E perchè le mie mani saranno coppe di cedro puro
e le mie braccia i rami
che ti faranno ombra
quando ti stenderai a riposare.
Mi amerai di un sentimento puro
perchè non sono stata mai più grande
dell’amore che mi hai dato.
E non ti amo come un fiammifero che propaga il fuoco,
ti amo delicatamente e segretamente
tra l’ombra e l’anima.
Ti amo come il fiore ama l’acqua
che lo alimenta alle radici
senza che nessuno se ne accorga.
E non importa da dove viene questo amore,
nè quando è nato,
nè quale sia la sua casa.
Ti amo senza chiedermelo e senza orgoglio.
E se sarai lontano
non sarai tu e non sarò nemmeno io,
e se invece mi toccherai
la tua mano sarà la mia,
così vicini che se aprirò gli occhi
tu ti sveglierai.
Lettera d’amore.
Oggi lascia che sia la tua stanchezza,
le tue prenotazioni dopo tante coincidenze perse,
i tuoi sorrisi trattenuti.
E so molto bene
che una volta che sarò tutto questo
tu non ci sarai.
Non sarai nei miei sogni che sgorgano la notte,
non sarai nei gesti imprudenti,
negli arrivederci in attesa del domani.
Non ci sarai quando alzerò gli occhi
e griderò:” Ce l’ho fatta”.
Non ci sarai nei miei passi alle partenze
o nella luce degli arrivi.
Sarai in ciò che non ho mangiato,
in quel verso che avevo in mente
ma non ho avuto il coraggio di scrivere,
sarai nel mio secondo di ritardo.
Eppure, almeno ora,
lascia che io sia quella mano che mi stringevi,
quel “per sempre” che mi hai promesso.
E so molto bene che il per sempre non esiste,
ma permettimi di essere
finchè vorrai e finchè ne avrò coraggio,
simile a te, e assomigliarti
sebbene nella lucentezza della mia tela
e nelle venature della tua pelle.
Ti do il mio amore
Rivedo le lettere d’amore che ti scrivevo,
illuminata da un distacco
fatto di infiniti spazi, di rancore e ricordi.
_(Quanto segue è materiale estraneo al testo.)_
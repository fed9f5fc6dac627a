use std::collections::HashMap;
use std::sync::Arc;
use std::time::Duration;

use domain::common::entity::RuleId;
use domain::common::error::DomainError;
use domain::ratelimit::entity::{Algorithm, RateLimitRule};
use domain::ratelimit::status::RateLimitStatus;
use domain::rules::entity::{
    ActionType, ConditionOperator, Rule, RuleAction, RuleCondition, RuleEvaluationContext,
    RuleEvaluationResult, RuleType,
};
use ports::secondary::clock::Clock;
use ports::secondary::metrics_port::MetricsPort;
use ports::secondary::rate_limit_rule_store::RateLimitRuleStore;
use serde_json::{Value, json};
use uuid::Uuid;

use crate::limiter_service_impl::RateLimiterService;
use crate::rule_service_impl::RuleEngineService;

/// The admission decision for one request.
#[derive(Debug, Clone)]
pub struct AdmissionDecision {
    pub allowed: bool,
    pub reason: String,
    pub rule_results: Vec<RuleEvaluationResult>,
    pub rate_limit_status: Option<RateLimitStatus>,
    pub blocking_rule_id: Option<RuleId>,
}

/// Integrated admission service: composes the rule engine and the rate
/// limiter into a single allow/deny decision per request.
pub struct AdmissionService {
    limiter: RateLimiterService,
    rule_engine: RuleEngineService,
    rate_limit_rules: Arc<dyn RateLimitRuleStore>,
    metrics: Arc<dyn MetricsPort>,
    clock: Arc<dyn Clock>,
}

impl AdmissionService {
    pub fn new(
        limiter: RateLimiterService,
        rule_engine: RuleEngineService,
        rate_limit_rules: Arc<dyn RateLimitRuleStore>,
        metrics: Arc<dyn MetricsPort>,
        clock: Arc<dyn Clock>,
    ) -> Self {
        Self {
            limiter,
            rule_engine,
            rate_limit_rules,
            metrics,
            clock,
        }
    }

    pub fn limiter(&self) -> &RateLimiterService {
        &self.limiter
    }

    pub fn rule_engine(&self) -> &RuleEngineService {
        &self.rule_engine
    }

    /// Decide one request.
    ///
    /// Order matters: security rules evaluate first, and any matched
    /// `deny`/`block` short-circuits before the rate-limit aggregate is
    /// touched. Matched `rate_limit` actions install the dynamic rule for
    /// the resource before the counter is consulted.
    pub fn check_request_with_rules(
        &self,
        client_id: &str,
        resource: &str,
        ip_address: &str,
        user_agent: &str,
        metadata: HashMap<String, String>,
        request_data: HashMap<String, Value>,
    ) -> Result<AdmissionDecision, DomainError> {
        let ctx = RuleEvaluationContext {
            client_id: client_id.to_string(),
            resource: resource.to_string(),
            ip_address: ip_address.to_string(),
            user_agent: user_agent.to_string(),
            timestamp: self.clock.now(),
            metadata,
            request_data,
        };

        let rule_results = self.rule_engine.evaluate_rules(&ctx)?;

        if RuleEngineService::has_blocking_action(&rule_results) {
            self.metrics.record_decision(resource, "blocked_by_rule");
            return Ok(AdmissionDecision {
                allowed: false,
                reason: "blocked by rule".to_string(),
                blocking_rule_id: first_blocking_rule_id(&rule_results),
                rule_results,
                rate_limit_status: None,
            });
        }

        let rate_limit_actions = RuleEngineService::rate_limit_actions(&rule_results);
        if !rate_limit_actions.is_empty() {
            self.install_dynamic_rules(&rate_limit_actions, resource)?;
        }

        let status = match self
            .limiter
            .check_rate_limit(client_id, resource, ip_address, user_agent)
        {
            Ok(status) => status,
            Err(DomainError::NoRulesForResource(_)) if has_allow_action(&rule_results) => {
                // An unconfigured resource passes only on an explicit allow.
                self.metrics.record_decision(resource, "allowed");
                return Ok(AdmissionDecision {
                    allowed: true,
                    reason: "allowed by rule".to_string(),
                    rule_results,
                    rate_limit_status: None,
                    blocking_rule_id: None,
                });
            }
            Err(err) => return Err(err),
        };

        let allowed = status.is_allowed;
        let reason = decision_reason(&status, &rule_results);
        self.metrics
            .record_decision(resource, if allowed { "allowed" } else { "rate_limited" });

        Ok(AdmissionDecision {
            allowed,
            reason,
            rule_results,
            rate_limit_status: Some(status),
            blocking_rule_id: None,
        })
    }

    /// Reify matched `rate_limit` actions as the dynamic rule for the
    /// resource. The rule lives under the deterministic id
    /// `dyn-<resource>`, and other rules for the resource are removed, so
    /// the most recently installed dynamic rule is the effective one and
    /// repeated matches never accumulate duplicates.
    fn install_dynamic_rules(
        &self,
        actions: &[RuleAction],
        resource: &str,
    ) -> Result<(), DomainError> {
        for action in actions {
            let Some((limit, window, algorithm)) = parse_rate_limit_parameters(action) else {
                tracing::debug!(resource, "skipping rate_limit action with unusable parameters");
                continue;
            };

            let dynamic_id = RuleId::dynamic(resource);
            let now = self.clock.now();
            let rule = RateLimitRule {
                id: dynamic_id.clone(),
                resource: resource.to_string(),
                limit,
                window,
                algorithm,
                created_at: now,
                updated_at: now,
            };

            for existing in self.rate_limit_rules.get_by_resource(resource)? {
                if existing.id != dynamic_id {
                    self.rate_limit_rules.delete(&existing.id)?;
                }
            }
            self.rate_limit_rules.save(rule)?;
            tracing::debug!(resource, limit, "dynamic rate limit rule installed");
        }
        Ok(())
    }

    /// Install a named security rule.
    pub fn create_security_rule(
        &self,
        name: &str,
        description: &str,
        conditions: Vec<RuleCondition>,
        actions: Vec<RuleAction>,
        priority: i32,
    ) -> Result<RuleId, DomainError> {
        let now = self.clock.now();
        self.rule_engine.create_rule(Rule {
            id: RuleId(format!("security-rule-{}", Uuid::new_v4())),
            name: name.to_string(),
            rule_type: RuleType::RateLimit,
            description: description.to_string(),
            priority,
            enabled: true,
            conditions,
            actions,
            tags: vec!["security".to_string(), "auto-generated".to_string()],
            created_at: now,
            updated_at: now,
        })
    }

    /// Install a blacklist (`block`) or `rate_limit` rule keyed on a set of
    /// IP addresses.
    pub fn create_ip_based_rule(
        &self,
        ip_addresses: &[String],
        action: ActionType,
        parameters: HashMap<String, Value>,
    ) -> Result<RuleId, DomainError> {
        if ip_addresses.is_empty() {
            return Err(DomainError::InvalidInput(
                "at least one IP address is required".to_string(),
            ));
        }
        if !matches!(action, ActionType::Block | ActionType::Deny | ActionType::RateLimit) {
            return Err(DomainError::InvalidInput(format!(
                "unsupported IP rule action: {action:?}"
            )));
        }

        let now = self.clock.now();
        self.rule_engine.create_rule(Rule {
            id: RuleId(format!("ip-rule-{}", Uuid::new_v4())),
            name: "IP-based rule".to_string(),
            rule_type: RuleType::Blacklist,
            description: "IP-based admission rule".to_string(),
            priority: 100,
            enabled: true,
            conditions: vec![RuleCondition {
                field: "ip_address".to_string(),
                operator: ConditionOperator::In,
                value: Value::Array(
                    ip_addresses.iter().map(|ip| json!(ip)).collect(),
                ),
            }],
            actions: vec![RuleAction {
                kind: if action == ActionType::RateLimit {
                    ActionType::RateLimit
                } else {
                    ActionType::Deny
                },
                parameters,
            }],
            tags: vec!["ip-based".to_string(), "auto-generated".to_string()],
            created_at: now,
            updated_at: now,
        })
    }

    /// Install a `rate_limit` rule that fires for any of the given
    /// resources.
    pub fn create_resource_based_rule(
        &self,
        resources: &[String],
        limit: u32,
        window: Duration,
        algorithm: Algorithm,
    ) -> Result<RuleId, DomainError> {
        if resources.is_empty() {
            return Err(DomainError::InvalidInput(
                "at least one resource is required".to_string(),
            ));
        }

        let now = self.clock.now();
        self.rule_engine.create_rule(Rule {
            id: RuleId(format!("resource-rule-{}", Uuid::new_v4())),
            name: "Resource-based rate limiting rule".to_string(),
            rule_type: RuleType::RateLimit,
            description: "Resource-specific rate limiting rule".to_string(),
            priority: 50,
            enabled: true,
            conditions: vec![RuleCondition {
                field: "resource".to_string(),
                operator: ConditionOperator::In,
                value: Value::Array(resources.iter().map(|r| json!(r)).collect()),
            }],
            actions: vec![RuleAction {
                kind: ActionType::RateLimit,
                parameters: HashMap::from([
                    ("limit".to_string(), json!(limit)),
                    (
                        "window".to_string(),
                        json!(humantime::format_duration(window).to_string()),
                    ),
                    ("algorithm".to_string(), json!(algorithm.as_str())),
                ]),
            }],
            tags: vec!["resource-based".to_string(), "auto-generated".to_string()],
            created_at: now,
            updated_at: now,
        })
    }
}

/// The first matched result carrying a `deny`/`block` action, in
/// evaluation order.
fn first_blocking_rule_id(results: &[RuleEvaluationResult]) -> Option<RuleId> {
    results
        .iter()
        .filter(|result| result.matched)
        .find(|result| result.actions.iter().any(|action| action.kind.is_blocking()))
        .map(|result| result.rule_id.clone())
}

fn has_allow_action(results: &[RuleEvaluationResult]) -> bool {
    results
        .iter()
        .filter(|result| result.matched)
        .any(|result| result.actions.iter().any(|action| action.kind == ActionType::Allow))
}

fn decision_reason(status: &RateLimitStatus, results: &[RuleEvaluationResult]) -> String {
    if !status.is_allowed {
        return "rate limited".to_string();
    }
    for result in results.iter().filter(|result| result.matched) {
        for action in &result.actions {
            match action.kind {
                ActionType::Allow => return "allowed by rule".to_string(),
                ActionType::Throttle => return "throttled by rule".to_string(),
                _ => {}
            }
        }
    }
    "allowed".to_string()
}

/// Coerce `{limit, window, algorithm}` out of an action's loosely typed
/// parameters. `limit` may be a number or numeric string; `window` a
/// humantime string or seconds; `algorithm` defaults to sliding window.
fn parse_rate_limit_parameters(action: &RuleAction) -> Option<(u32, Duration, Algorithm)> {
    let limit = match action.parameters.get("limit")? {
        Value::Number(n) => {
            let limit = n.as_f64()?;
            if limit < 0.0 {
                return None;
            }
            limit as u32
        }
        Value::String(s) => s.parse::<u32>().ok()?,
        _ => return None,
    };

    let window = match action.parameters.get("window")? {
        Value::String(s) => humantime::parse_duration(s).ok()?,
        Value::Number(n) => {
            let secs = n.as_f64()?;
            if secs <= 0.0 {
                return None;
            }
            Duration::from_secs_f64(secs)
        }
        _ => return None,
    };

    // A zero limit is a legitimate kill-switch; only a zero window has no
    // valid quantized bounds.
    if window.is_zero() {
        return None;
    }

    let algorithm = match action.parameters.get("algorithm") {
        Some(Value::String(s)) => Algorithm::parse_or_default(s),
        _ => Algorithm::SlidingWindow,
    };

    Some((limit, window, algorithm))
}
Ci reggevamo negli abbracci
da cui nasceva luce
che ancora seguita dopo le mie spalle.
Mi hai donato le mie origini,
mi hai resa divergenza di emozioni,
perchè tutte tu me le hai insegnate.
Mi hai dato i tuoi insegnamenti
per la mia vita di ricerca
e per farmi abitare nel tempo di un lungo traguardo.
Sei un grido di alta grazia,
hai gemmato fiori dai rami più stanchi
e ora sono tutta fiorita.
Mietevi dolci favole per me da bambina
che porto dentro come un segreto solo nostro.
Ti do il mio amore,
i miei battiti, lunghi sorsi di cielo e stelle.
Ti do il sole vergine di ogni mattina,
i piedi nudi delle statue sui quali pregare.
Ti do il mio sguardo nel tuo
per creare spazi densi di cielo
profondi come secoli di luce.
Mi sarai lontano mille volte,
in te ho guardato me stessa e ho guardato oltre;
ho provato piacere e orgoglio nel capire che ero uguale a te.